## Exercise
Pull each line containing "Option" out of the listing below.

++++++++++++++++++++

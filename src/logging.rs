//! # Structured Logging Module
//!
//! Environment-aware structured logging for async batch runs. Console output
//! by default, JSON lines when `AUTOPROMPTR_LOG_FORMAT=json`.

use chrono::Utc;
use std::sync::OnceLock;
use tracing_subscriber::{fmt, layer::SubscriberExt, util::SubscriberInitExt, EnvFilter, Layer};

static LOGGER_INITIALIZED: OnceLock<()> = OnceLock::new();

/// Initialize structured logging with environment-specific configuration
pub fn init_structured_logging() {
    LOGGER_INITIALIZED.get_or_init(|| {
        let environment = get_environment();
        let filter = EnvFilter::try_from_default_env()
            .unwrap_or_else(|_| EnvFilter::new(get_log_level(&environment)));
        let json_output = use_json_format();

        let console_layer = if json_output {
            fmt::layer()
                .with_target(true)
                .with_thread_ids(true)
                .with_level(true)
                .json()
                .with_filter(filter)
                .boxed()
        } else {
            fmt::layer()
                .with_target(true)
                .with_thread_ids(true)
                .with_level(true)
                .with_ansi(true)
                .with_filter(filter)
                .boxed()
        };

        // Embedding hosts may already have installed a subscriber
        if tracing_subscriber::registry()
            .with(console_layer)
            .try_init()
            .is_err()
        {
            tracing::debug!(
                "Global tracing subscriber already initialized - continuing with existing subscriber"
            );
        }

        tracing::info!(
            pid = std::process::id(),
            environment = %environment,
            json = json_output,
            "🔧 STRUCTURED LOGGING: Initialized"
        );
    });
}

/// Get current environment from environment variables
fn get_environment() -> String {
    std::env::var("AUTOPROMPTR_ENV")
        .or_else(|_| std::env::var("APP_ENV"))
        .unwrap_or_else(|_| "development".to_string())
}

/// Get log level based on environment
fn get_log_level(environment: &str) -> String {
    match environment {
        "production" => "info".to_string(),
        _ => "debug".to_string(),
    }
}

fn use_json_format() -> bool {
    std::env::var("AUTOPROMPTR_LOG_FORMAT")
        .map(|format| format.eq_ignore_ascii_case("json"))
        .unwrap_or(false)
}

/// Log structured data for batch lifecycle operations
pub fn log_batch_operation(
    operation: &str,
    batch_id: &str,
    batch_name: Option<&str>,
    status: &str,
    details: Option<&str>,
) {
    tracing::info!(
        operation = %operation,
        batch_id = %batch_id,
        batch_name = batch_name,
        status = %status,
        details = details,
        timestamp = %Utc::now().to_rfc3339(),
        "📋 BATCH_OPERATION"
    );
}

/// Log structured data for a single prompt attempt or result
pub fn log_prompt_operation(
    operation: &str,
    batch_id: &str,
    prompt_id: &str,
    attempt: Option<u32>,
    status: &str,
    details: Option<&str>,
) {
    tracing::info!(
        operation = %operation,
        batch_id = %batch_id,
        prompt_id = %prompt_id,
        attempt = attempt,
        status = %status,
        details = details,
        timestamp = %Utc::now().to_rfc3339(),
        "🔧 PROMPT_OPERATION"
    );
}

/// Log structured data for calls against an automation backend
pub fn log_backend_operation(
    operation: &str,
    backend: &str,
    status: &str,
    duration_ms: Option<u64>,
    details: Option<&str>,
) {
    tracing::info!(
        operation = %operation,
        backend = %backend,
        status = %status,
        duration_ms = duration_ms,
        details = details,
        timestamp = %Utc::now().to_rfc3339(),
        "🌐 BACKEND_OPERATION"
    );
}

/// Log error with full context
pub fn log_error(component: &str, operation: &str, error: &str, context: Option<&str>) {
    tracing::error!(
        component = %component,
        operation = %operation,
        error = %error,
        context = context,
        timestamp = %Utc::now().to_rfc3339(),
        "❌ ERROR"
    );
}

#[cfg(test)]
mod tests {
    use super::*;

    #[test]
    fn test_environment_detection() {
        std::env::set_var("AUTOPROMPTR_ENV", "test_override");
        let env = get_environment();
        assert_eq!(env, "test_override");
        std::env::remove_var("AUTOPROMPTR_ENV");
    }

    #[test]
    fn test_log_level_mapping() {
        assert_eq!(get_log_level("test"), "debug");
        assert_eq!(get_log_level("development"), "debug");
        assert_eq!(get_log_level("production"), "info");
        assert_eq!(get_log_level("unknown"), "debug");
    }

    #[test]
    fn test_init_is_idempotent() {
        init_structured_logging();
        init_structured_logging();
        log_batch_operation("run", "b1", Some("demo"), "started", None);
    }
}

++++++++++++++++++++

## Task response
    batch_name: Option<&str>,
    details: Option<&str>,
    attempt: Option<u32>,
    details: Option<&str>,
    duration_ms: Option<u64>,
    details: Option<&str>,
pub fn log_error(component: &str, operation: &str, error: &str, context: Option<&str>) {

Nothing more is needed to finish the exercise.